**Extracted data**

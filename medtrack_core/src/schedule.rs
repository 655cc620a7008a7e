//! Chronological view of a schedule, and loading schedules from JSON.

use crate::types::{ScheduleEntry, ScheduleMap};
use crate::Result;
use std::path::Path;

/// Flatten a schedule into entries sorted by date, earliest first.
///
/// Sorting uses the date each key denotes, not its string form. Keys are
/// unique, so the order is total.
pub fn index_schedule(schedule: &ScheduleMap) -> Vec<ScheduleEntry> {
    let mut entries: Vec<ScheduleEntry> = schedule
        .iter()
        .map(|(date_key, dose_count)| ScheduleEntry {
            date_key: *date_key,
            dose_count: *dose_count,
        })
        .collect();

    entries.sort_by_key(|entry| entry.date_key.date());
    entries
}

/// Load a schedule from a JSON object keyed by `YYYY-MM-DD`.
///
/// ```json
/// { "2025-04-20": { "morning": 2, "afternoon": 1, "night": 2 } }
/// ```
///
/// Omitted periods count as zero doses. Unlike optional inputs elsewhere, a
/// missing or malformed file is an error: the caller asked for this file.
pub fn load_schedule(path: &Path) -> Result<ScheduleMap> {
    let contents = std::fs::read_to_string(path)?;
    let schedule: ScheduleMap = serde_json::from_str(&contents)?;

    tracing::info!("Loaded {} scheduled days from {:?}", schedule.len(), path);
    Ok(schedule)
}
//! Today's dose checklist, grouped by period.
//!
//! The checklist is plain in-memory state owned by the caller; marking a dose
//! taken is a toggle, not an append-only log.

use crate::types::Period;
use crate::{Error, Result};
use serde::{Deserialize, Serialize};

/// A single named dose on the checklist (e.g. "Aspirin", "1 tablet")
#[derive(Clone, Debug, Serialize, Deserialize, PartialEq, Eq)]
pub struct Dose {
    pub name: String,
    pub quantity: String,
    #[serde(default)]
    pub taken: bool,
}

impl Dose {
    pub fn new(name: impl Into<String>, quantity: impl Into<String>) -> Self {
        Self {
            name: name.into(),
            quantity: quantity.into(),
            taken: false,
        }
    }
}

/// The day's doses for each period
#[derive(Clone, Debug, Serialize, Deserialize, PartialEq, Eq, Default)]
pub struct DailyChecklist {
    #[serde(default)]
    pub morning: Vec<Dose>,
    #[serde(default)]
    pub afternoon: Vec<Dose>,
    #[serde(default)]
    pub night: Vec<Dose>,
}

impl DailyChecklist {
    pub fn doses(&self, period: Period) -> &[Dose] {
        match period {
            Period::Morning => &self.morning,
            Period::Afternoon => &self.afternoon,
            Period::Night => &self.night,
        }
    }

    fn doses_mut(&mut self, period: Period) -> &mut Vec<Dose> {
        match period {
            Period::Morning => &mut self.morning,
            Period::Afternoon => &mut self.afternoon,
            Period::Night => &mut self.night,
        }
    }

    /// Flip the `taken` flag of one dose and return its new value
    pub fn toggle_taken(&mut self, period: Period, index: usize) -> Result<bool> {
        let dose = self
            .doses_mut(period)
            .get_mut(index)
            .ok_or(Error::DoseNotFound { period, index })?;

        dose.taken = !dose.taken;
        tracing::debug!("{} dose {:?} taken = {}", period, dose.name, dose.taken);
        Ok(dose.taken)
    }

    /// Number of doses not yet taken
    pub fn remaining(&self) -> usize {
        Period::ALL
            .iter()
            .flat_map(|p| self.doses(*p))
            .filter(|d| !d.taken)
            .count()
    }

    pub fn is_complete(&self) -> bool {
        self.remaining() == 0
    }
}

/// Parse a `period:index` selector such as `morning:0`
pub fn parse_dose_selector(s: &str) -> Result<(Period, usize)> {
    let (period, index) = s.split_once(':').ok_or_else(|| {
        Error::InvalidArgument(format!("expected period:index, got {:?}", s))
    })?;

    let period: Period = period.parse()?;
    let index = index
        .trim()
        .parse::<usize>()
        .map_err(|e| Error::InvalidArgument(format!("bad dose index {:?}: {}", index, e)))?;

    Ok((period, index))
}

**Task requirements**
Return all lines in the entries above that carry the word "remaining".

**Written reply**
    pub fn remaining(&self) -> usize {
        self.remaining() == 0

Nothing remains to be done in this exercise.